What to do >>
Those lines of the records that contain "Ordering" are to be located and copied.

Records shown >>

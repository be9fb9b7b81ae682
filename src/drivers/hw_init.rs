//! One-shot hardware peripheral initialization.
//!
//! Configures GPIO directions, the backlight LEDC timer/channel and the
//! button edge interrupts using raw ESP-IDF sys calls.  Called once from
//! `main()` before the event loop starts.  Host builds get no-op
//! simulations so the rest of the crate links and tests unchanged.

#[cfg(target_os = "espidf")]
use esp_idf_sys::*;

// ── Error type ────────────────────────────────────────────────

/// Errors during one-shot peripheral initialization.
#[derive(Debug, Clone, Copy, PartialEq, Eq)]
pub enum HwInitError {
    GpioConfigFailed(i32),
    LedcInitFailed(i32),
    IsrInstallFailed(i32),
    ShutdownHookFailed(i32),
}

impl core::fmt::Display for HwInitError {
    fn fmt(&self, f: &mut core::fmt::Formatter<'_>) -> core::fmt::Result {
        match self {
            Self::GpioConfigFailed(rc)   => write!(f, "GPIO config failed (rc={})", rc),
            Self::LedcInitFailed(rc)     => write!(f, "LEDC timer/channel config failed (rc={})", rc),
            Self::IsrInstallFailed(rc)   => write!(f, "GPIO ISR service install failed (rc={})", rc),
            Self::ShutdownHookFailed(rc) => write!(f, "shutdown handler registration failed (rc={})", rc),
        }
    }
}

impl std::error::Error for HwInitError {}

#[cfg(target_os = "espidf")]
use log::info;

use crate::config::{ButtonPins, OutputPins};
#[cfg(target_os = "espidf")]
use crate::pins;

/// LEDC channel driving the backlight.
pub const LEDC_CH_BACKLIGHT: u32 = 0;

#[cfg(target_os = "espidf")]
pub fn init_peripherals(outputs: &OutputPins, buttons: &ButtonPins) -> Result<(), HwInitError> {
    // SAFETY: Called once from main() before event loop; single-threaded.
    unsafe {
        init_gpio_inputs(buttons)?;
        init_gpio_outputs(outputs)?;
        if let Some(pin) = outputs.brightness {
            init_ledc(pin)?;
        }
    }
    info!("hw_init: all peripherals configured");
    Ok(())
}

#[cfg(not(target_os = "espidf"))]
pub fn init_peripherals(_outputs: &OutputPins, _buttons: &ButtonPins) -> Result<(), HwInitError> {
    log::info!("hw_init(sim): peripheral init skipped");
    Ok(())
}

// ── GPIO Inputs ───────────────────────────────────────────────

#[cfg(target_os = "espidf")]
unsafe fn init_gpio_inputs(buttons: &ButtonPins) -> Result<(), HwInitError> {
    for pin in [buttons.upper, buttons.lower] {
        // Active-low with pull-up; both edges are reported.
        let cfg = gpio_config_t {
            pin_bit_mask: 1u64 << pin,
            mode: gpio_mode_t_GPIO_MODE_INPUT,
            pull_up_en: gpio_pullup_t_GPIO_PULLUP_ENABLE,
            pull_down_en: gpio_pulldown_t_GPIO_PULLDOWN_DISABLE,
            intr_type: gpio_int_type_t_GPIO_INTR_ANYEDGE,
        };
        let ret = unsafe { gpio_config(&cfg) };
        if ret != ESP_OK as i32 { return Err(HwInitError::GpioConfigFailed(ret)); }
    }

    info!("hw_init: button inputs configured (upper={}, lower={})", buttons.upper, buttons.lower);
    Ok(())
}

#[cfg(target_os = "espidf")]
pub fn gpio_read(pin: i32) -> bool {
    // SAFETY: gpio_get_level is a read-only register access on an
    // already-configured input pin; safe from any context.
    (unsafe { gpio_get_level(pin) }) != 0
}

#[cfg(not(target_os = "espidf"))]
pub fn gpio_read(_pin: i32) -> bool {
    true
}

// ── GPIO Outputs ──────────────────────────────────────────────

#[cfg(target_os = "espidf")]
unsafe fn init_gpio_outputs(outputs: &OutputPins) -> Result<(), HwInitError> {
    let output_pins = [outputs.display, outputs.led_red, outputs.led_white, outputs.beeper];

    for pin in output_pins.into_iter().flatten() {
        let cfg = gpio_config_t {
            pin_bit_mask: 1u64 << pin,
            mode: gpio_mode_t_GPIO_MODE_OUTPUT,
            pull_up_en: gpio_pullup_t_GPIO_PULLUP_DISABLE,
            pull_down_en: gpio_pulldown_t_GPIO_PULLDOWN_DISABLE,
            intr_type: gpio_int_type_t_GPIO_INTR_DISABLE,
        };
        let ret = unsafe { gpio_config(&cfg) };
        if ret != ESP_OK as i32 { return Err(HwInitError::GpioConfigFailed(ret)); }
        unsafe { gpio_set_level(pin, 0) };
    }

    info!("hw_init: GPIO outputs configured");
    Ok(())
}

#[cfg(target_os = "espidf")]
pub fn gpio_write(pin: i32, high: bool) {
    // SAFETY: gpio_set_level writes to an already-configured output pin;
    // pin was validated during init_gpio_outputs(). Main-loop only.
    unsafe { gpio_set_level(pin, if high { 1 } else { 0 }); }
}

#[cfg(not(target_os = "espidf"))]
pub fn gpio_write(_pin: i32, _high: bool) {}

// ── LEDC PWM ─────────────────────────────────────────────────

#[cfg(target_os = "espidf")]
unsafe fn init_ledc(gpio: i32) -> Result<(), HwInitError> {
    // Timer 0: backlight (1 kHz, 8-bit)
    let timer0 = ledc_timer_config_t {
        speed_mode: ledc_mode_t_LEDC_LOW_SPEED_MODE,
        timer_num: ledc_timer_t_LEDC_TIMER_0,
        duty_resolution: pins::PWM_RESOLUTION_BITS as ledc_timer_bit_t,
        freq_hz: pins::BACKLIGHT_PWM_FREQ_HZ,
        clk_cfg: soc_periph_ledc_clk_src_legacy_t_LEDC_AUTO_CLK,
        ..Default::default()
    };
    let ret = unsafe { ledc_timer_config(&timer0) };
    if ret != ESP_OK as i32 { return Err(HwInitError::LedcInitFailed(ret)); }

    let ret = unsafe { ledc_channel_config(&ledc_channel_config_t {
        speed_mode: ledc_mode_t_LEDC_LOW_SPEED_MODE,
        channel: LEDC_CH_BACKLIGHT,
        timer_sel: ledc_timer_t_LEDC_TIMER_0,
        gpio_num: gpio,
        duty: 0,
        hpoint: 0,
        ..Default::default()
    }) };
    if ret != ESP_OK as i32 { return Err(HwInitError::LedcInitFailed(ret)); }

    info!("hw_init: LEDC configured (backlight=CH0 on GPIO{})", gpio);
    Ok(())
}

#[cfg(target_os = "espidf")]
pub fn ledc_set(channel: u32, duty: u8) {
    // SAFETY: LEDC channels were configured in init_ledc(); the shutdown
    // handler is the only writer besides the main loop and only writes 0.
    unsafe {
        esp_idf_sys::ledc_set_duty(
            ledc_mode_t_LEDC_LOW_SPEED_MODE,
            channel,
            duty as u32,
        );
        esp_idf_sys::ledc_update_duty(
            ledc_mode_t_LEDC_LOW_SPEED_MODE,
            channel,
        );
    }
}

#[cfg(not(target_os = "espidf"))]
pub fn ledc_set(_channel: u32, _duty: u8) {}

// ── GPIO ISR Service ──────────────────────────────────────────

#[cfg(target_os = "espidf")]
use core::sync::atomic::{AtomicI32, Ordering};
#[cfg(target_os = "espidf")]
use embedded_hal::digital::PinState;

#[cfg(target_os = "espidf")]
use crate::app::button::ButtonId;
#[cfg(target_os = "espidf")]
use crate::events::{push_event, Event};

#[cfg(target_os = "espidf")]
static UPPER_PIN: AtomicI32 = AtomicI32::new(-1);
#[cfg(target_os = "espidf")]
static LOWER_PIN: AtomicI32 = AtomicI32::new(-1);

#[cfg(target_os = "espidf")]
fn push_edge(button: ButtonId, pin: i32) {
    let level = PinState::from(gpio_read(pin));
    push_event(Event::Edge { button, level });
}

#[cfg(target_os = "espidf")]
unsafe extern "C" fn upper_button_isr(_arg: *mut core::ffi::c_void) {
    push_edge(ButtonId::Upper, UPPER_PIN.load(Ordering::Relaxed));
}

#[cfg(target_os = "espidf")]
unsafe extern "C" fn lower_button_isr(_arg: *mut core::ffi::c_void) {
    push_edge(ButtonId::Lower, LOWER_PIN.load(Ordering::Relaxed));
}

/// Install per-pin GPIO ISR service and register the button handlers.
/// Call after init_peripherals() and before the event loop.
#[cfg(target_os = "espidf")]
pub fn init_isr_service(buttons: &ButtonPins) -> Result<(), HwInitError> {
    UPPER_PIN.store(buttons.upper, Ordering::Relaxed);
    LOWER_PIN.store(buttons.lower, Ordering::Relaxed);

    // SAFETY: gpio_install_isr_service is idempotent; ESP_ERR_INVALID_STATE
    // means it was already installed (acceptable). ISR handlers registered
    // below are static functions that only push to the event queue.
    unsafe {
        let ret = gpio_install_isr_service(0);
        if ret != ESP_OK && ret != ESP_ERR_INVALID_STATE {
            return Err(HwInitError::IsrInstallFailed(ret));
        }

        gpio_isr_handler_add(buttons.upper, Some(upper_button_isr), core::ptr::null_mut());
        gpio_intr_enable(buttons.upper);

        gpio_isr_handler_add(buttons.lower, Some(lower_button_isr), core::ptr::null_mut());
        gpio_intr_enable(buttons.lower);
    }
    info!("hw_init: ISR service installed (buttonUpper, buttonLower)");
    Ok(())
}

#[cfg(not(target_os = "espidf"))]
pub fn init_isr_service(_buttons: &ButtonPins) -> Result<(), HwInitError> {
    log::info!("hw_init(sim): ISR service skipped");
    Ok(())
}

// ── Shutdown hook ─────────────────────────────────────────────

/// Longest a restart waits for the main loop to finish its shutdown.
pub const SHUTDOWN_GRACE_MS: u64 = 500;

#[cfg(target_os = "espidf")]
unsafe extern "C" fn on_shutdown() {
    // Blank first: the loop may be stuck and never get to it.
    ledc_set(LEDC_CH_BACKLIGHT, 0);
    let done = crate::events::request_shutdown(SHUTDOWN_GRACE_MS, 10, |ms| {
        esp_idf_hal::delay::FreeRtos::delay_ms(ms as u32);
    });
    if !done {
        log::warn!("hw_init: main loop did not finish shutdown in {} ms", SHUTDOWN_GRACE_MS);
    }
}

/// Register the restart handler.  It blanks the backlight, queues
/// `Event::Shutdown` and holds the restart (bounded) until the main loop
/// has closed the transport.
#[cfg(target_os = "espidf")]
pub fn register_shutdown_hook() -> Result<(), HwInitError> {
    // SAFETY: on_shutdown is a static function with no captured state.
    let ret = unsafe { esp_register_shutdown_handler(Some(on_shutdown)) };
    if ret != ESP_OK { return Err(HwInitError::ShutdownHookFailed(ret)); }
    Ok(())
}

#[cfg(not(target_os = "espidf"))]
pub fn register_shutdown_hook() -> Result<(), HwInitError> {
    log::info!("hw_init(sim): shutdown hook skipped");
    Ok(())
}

Exercise result >>
use core::sync::atomic::{AtomicI32, Ordering};
    push_edge(ButtonId::Upper, UPPER_PIN.load(Ordering::Relaxed));
    push_edge(ButtonId::Lower, LOWER_PIN.load(Ordering::Relaxed));
    UPPER_PIN.store(buttons.upper, Ordering::Relaxed);
    LOWER_PIN.store(buttons.lower, Ordering::Relaxed);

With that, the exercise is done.